TASK TO COMPLETE
Check each line of the records below and collect those holding "SentimentTally".

PROVIDED RECORDS

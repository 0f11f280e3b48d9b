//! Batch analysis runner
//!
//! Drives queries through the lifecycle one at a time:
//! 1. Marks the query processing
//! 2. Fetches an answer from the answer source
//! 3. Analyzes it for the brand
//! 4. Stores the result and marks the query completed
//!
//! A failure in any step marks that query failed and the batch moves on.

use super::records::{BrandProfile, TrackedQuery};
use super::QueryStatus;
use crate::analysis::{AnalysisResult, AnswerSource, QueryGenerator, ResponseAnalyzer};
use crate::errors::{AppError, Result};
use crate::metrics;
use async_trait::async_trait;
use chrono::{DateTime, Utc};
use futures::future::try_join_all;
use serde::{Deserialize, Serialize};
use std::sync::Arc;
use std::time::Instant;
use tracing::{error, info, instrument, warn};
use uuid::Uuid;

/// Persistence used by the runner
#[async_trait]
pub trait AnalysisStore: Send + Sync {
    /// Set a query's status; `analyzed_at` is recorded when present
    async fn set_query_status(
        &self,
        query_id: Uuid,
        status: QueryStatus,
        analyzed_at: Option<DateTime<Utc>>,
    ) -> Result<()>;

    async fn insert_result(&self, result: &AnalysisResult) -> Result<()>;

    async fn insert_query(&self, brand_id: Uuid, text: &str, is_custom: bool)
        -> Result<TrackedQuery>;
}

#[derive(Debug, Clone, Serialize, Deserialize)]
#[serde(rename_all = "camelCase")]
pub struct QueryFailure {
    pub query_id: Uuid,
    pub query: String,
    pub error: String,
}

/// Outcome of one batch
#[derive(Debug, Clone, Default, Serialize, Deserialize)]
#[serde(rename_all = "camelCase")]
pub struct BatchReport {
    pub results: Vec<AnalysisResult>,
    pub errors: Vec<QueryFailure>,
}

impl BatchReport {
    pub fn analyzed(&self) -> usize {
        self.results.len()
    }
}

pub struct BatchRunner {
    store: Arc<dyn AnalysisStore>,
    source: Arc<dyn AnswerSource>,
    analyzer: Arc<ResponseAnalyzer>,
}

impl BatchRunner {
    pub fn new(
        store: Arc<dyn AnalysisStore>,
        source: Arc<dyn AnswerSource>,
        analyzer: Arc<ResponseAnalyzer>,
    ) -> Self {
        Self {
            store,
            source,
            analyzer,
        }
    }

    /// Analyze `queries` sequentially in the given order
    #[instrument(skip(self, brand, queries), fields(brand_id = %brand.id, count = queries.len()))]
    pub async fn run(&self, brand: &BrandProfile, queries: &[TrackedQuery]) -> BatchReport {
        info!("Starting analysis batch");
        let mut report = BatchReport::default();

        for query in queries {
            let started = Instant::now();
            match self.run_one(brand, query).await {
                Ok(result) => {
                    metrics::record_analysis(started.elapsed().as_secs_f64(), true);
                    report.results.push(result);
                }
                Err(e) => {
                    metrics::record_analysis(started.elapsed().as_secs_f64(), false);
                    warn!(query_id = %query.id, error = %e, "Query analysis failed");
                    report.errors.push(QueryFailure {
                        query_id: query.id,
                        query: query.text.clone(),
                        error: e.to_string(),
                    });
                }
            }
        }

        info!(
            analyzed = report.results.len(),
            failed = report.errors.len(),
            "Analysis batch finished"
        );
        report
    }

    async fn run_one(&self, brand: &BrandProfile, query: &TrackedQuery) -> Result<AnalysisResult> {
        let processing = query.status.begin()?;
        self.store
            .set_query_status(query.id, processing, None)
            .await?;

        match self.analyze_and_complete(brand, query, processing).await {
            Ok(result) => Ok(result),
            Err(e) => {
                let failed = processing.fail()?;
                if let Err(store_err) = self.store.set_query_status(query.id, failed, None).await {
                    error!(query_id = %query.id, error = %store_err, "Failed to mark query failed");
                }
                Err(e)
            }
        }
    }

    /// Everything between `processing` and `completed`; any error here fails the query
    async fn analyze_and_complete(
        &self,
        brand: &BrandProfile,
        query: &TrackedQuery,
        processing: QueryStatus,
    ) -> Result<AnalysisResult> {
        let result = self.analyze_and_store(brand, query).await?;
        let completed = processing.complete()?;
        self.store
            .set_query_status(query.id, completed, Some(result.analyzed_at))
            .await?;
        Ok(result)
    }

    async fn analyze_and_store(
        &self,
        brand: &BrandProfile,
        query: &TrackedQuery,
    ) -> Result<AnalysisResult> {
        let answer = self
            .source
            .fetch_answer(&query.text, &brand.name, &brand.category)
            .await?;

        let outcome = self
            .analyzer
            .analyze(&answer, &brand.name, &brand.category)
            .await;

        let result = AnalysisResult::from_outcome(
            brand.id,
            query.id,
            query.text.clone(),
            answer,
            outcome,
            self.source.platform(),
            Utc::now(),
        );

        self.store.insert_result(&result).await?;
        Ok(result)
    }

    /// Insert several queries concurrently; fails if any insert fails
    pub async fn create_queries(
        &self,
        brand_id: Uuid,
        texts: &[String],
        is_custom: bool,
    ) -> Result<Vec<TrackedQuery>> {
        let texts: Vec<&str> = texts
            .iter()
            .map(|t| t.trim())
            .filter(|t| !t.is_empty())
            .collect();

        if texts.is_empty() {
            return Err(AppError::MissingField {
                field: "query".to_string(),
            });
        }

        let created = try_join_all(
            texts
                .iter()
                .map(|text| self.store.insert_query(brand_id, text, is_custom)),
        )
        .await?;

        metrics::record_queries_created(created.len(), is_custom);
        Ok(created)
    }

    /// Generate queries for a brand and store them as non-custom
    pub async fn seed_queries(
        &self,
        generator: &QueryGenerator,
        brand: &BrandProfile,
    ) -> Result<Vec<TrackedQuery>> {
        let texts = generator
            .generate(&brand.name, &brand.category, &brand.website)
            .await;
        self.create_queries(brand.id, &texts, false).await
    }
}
---
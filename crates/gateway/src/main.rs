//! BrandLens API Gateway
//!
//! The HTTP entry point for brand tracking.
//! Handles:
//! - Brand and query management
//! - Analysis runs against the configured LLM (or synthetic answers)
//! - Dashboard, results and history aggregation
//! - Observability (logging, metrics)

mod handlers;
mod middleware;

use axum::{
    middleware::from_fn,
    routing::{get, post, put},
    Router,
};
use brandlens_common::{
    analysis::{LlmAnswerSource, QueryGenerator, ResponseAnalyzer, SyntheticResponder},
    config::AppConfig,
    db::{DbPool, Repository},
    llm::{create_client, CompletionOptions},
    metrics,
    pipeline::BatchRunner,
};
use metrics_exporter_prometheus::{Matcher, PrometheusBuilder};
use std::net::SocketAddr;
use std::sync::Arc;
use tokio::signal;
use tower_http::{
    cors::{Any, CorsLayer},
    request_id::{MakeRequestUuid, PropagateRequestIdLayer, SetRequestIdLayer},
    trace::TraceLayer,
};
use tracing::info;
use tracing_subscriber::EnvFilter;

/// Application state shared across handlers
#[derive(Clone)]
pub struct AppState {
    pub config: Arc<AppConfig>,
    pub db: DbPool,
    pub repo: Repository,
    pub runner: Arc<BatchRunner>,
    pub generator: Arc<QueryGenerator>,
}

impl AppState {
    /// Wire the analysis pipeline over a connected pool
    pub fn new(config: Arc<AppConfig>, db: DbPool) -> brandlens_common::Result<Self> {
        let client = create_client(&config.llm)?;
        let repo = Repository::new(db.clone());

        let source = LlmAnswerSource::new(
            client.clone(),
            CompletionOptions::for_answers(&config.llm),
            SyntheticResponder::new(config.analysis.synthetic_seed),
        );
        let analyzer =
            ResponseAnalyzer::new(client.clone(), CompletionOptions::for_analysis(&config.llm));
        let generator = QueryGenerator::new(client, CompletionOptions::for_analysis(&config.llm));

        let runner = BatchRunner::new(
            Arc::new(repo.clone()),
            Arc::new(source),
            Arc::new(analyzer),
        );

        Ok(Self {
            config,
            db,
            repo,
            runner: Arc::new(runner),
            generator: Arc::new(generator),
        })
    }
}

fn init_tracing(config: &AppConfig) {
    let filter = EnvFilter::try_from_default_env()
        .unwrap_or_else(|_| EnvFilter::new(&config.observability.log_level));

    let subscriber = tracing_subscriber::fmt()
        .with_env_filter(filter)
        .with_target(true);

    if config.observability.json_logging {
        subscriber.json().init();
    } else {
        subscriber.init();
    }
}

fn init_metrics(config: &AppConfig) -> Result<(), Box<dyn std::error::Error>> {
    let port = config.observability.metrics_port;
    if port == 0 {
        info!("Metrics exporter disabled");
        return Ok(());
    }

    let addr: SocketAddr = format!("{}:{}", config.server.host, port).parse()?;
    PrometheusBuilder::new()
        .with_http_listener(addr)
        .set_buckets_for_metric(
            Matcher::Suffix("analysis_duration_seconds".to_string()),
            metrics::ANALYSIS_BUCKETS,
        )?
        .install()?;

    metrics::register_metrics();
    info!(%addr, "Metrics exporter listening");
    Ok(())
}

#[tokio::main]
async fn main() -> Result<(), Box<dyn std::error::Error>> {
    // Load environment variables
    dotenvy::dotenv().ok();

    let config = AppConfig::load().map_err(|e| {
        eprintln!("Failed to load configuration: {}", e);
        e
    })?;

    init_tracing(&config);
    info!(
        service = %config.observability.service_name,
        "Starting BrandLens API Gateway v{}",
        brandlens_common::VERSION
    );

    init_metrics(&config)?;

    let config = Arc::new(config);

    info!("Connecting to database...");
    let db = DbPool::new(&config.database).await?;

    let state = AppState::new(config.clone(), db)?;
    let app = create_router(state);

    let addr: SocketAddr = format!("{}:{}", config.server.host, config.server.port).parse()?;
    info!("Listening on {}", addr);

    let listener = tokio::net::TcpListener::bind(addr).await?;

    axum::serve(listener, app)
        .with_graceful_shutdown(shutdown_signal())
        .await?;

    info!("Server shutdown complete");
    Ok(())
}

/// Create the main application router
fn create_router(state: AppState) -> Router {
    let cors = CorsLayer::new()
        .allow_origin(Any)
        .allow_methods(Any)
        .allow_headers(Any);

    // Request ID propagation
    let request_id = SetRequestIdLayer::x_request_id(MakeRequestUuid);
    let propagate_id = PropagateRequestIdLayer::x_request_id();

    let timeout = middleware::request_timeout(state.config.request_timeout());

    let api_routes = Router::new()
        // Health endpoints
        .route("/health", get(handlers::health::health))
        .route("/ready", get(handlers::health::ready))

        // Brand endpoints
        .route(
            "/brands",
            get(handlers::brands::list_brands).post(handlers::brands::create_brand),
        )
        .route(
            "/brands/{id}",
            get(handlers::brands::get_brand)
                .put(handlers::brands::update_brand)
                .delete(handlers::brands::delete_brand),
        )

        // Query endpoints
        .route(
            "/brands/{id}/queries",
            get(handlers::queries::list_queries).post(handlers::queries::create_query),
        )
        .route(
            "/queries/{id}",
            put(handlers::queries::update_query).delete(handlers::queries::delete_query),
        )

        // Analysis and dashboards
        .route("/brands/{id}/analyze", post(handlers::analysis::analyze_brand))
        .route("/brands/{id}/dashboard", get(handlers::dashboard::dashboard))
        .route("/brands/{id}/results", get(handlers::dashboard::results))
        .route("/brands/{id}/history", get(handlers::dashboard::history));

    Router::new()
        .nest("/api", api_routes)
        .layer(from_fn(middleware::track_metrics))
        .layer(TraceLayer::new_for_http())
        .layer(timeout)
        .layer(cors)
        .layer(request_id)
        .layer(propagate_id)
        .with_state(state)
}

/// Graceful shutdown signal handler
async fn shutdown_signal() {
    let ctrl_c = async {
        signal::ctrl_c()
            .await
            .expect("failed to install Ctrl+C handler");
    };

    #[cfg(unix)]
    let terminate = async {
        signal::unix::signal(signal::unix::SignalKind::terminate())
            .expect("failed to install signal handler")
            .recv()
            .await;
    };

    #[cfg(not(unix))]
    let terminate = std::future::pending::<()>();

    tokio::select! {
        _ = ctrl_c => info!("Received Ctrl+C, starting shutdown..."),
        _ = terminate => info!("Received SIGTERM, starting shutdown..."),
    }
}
---
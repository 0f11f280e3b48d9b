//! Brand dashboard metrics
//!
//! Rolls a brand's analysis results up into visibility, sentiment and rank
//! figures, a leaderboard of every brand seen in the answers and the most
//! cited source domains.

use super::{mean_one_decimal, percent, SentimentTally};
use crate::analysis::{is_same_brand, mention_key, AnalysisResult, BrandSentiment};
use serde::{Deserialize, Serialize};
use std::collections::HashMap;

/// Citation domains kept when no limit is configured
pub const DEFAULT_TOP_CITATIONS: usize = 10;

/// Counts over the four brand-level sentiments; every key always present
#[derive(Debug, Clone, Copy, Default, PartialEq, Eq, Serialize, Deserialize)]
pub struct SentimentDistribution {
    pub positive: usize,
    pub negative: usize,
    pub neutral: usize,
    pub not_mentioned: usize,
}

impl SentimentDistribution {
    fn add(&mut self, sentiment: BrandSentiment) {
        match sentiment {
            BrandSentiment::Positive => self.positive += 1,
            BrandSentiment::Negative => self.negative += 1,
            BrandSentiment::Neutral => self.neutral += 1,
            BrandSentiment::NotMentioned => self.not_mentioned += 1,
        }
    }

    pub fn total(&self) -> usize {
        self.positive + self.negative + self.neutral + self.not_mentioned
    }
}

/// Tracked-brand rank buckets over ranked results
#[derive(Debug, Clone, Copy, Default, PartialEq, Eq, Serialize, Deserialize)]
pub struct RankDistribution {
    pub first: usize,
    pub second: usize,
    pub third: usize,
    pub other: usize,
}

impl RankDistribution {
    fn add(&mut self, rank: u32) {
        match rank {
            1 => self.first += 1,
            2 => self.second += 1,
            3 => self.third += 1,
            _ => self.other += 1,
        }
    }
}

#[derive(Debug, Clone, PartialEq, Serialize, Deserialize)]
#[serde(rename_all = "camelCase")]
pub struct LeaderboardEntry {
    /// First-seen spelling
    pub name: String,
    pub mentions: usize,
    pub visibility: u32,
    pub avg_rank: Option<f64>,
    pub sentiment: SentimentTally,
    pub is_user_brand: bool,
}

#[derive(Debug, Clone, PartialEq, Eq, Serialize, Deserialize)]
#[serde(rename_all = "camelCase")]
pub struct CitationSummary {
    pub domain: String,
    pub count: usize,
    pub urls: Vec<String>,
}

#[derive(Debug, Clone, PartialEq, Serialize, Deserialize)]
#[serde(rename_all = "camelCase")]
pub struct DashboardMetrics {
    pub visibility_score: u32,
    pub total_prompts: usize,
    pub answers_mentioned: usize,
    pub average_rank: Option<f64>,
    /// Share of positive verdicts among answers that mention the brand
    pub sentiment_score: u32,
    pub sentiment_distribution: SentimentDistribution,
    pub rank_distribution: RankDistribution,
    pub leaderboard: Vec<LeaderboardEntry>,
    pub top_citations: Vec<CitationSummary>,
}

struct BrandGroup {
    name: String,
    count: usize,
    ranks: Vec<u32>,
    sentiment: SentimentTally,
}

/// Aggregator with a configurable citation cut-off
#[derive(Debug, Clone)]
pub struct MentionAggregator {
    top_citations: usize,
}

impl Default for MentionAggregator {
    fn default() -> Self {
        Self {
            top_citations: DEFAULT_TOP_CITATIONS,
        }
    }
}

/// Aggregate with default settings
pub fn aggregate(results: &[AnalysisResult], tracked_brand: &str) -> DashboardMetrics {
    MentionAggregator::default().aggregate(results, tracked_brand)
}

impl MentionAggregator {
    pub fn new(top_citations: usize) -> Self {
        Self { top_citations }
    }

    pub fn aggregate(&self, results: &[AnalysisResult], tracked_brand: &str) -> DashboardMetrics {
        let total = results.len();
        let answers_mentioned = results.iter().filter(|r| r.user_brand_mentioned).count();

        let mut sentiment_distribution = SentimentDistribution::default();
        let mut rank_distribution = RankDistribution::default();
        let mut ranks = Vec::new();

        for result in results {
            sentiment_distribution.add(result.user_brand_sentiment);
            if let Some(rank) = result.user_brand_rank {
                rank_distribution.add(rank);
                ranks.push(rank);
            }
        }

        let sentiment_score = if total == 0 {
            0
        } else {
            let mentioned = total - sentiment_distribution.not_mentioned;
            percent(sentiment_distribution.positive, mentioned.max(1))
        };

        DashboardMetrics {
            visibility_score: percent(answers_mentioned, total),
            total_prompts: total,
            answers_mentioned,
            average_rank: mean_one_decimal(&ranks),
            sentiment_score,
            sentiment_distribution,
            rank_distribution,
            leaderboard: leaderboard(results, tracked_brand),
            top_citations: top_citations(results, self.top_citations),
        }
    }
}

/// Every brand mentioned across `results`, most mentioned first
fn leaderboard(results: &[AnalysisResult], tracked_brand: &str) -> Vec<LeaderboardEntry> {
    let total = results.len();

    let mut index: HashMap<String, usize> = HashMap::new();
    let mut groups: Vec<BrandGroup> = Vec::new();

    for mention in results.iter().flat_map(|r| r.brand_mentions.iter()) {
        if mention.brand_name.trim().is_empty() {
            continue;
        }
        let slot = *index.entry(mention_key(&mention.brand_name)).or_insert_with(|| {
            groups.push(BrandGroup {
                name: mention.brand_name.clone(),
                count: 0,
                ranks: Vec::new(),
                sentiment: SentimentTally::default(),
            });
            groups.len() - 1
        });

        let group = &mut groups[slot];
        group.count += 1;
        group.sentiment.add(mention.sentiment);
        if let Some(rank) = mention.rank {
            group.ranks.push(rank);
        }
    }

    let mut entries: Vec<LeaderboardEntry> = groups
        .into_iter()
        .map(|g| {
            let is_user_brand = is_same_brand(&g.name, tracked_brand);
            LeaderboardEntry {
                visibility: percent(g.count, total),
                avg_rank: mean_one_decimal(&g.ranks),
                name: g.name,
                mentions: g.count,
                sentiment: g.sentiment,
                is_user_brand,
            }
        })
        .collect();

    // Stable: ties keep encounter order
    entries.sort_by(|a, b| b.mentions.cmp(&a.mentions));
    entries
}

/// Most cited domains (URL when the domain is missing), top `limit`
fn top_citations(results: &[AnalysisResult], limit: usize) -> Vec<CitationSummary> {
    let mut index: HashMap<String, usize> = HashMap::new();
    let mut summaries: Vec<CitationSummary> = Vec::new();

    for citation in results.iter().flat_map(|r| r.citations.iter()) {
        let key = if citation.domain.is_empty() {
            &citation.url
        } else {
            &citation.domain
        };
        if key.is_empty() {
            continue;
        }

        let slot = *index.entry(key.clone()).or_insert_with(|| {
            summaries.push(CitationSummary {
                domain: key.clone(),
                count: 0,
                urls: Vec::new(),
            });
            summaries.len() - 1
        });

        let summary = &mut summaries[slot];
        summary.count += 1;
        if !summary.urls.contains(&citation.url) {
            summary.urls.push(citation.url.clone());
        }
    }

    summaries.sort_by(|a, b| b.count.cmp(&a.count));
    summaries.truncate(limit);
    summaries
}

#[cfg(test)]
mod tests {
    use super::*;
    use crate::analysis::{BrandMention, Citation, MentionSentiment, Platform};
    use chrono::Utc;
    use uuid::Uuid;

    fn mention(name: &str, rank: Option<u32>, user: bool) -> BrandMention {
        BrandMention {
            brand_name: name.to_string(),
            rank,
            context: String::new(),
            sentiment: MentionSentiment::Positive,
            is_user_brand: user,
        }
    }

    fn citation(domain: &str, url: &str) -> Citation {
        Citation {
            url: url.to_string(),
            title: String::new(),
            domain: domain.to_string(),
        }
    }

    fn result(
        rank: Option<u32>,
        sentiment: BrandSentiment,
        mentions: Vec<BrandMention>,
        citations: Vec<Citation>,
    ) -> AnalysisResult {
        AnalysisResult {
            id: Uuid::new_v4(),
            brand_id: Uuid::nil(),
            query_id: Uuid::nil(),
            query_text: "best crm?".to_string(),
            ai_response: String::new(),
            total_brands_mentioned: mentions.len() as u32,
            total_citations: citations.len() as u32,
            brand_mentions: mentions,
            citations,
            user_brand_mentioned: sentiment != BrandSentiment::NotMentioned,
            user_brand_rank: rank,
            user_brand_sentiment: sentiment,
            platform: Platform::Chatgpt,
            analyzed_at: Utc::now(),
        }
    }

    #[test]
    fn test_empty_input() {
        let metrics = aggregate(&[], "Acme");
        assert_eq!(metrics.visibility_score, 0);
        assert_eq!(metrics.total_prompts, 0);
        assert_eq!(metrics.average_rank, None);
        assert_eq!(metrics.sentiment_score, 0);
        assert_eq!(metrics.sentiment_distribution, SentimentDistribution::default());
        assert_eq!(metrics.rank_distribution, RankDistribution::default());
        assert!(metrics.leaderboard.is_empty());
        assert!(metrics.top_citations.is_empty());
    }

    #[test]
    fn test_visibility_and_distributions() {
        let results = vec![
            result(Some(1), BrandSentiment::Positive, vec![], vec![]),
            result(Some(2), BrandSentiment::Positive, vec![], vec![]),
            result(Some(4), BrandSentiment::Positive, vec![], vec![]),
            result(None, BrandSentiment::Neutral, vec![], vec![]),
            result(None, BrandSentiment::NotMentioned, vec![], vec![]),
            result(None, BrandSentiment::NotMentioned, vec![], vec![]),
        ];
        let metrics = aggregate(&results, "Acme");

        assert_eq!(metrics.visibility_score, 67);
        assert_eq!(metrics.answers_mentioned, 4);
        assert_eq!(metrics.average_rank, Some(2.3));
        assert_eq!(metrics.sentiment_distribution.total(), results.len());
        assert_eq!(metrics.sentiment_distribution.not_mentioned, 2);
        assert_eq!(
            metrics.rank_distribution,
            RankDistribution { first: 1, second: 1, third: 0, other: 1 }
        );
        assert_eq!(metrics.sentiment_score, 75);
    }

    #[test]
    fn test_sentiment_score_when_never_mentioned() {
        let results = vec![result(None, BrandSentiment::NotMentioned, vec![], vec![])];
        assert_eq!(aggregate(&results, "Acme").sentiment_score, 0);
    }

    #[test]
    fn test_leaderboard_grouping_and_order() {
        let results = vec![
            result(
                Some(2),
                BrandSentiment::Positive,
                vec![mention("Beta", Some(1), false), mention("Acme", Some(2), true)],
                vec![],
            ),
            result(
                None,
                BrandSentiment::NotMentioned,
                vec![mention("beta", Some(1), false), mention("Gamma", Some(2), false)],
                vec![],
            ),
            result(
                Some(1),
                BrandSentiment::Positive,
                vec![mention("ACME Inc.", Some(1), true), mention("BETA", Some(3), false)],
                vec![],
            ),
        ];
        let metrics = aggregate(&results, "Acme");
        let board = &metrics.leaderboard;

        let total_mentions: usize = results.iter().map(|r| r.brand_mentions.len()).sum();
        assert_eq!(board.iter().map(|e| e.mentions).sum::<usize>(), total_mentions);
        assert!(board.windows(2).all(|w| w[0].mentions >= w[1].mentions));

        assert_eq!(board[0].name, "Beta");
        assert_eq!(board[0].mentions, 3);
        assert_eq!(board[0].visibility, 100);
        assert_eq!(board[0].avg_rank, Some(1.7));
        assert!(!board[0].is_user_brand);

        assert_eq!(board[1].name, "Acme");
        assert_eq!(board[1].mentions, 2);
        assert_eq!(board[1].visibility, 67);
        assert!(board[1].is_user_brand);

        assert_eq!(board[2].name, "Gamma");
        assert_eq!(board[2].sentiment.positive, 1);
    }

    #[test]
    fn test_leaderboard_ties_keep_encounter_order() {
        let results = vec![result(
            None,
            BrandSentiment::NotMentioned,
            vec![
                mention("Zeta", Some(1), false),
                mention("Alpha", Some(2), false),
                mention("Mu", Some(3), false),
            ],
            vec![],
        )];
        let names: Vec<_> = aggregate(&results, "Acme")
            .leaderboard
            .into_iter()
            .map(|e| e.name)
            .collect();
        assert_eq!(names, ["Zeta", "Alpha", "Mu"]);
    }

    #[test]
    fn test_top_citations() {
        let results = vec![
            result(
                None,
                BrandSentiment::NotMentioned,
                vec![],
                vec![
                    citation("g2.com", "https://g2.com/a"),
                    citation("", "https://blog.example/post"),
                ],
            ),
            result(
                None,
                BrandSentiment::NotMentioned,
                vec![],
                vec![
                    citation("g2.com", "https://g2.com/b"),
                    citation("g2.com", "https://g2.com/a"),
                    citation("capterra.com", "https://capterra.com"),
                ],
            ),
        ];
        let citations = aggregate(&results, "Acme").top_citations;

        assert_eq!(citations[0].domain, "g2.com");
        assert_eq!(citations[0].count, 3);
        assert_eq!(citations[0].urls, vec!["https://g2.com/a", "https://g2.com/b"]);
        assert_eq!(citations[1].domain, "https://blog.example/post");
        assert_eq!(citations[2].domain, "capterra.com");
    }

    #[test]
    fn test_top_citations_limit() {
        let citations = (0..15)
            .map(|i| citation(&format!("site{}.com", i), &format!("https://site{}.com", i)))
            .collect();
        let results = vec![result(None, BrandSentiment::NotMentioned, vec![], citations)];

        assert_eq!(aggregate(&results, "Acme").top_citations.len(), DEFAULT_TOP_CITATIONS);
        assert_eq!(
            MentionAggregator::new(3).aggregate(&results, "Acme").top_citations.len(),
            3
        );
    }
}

EXPECTED ANSWER
use super::{mean_one_decimal, percent, SentimentTally};
    pub sentiment: SentimentTally,
    sentiment: SentimentTally,
                sentiment: SentimentTally::default(),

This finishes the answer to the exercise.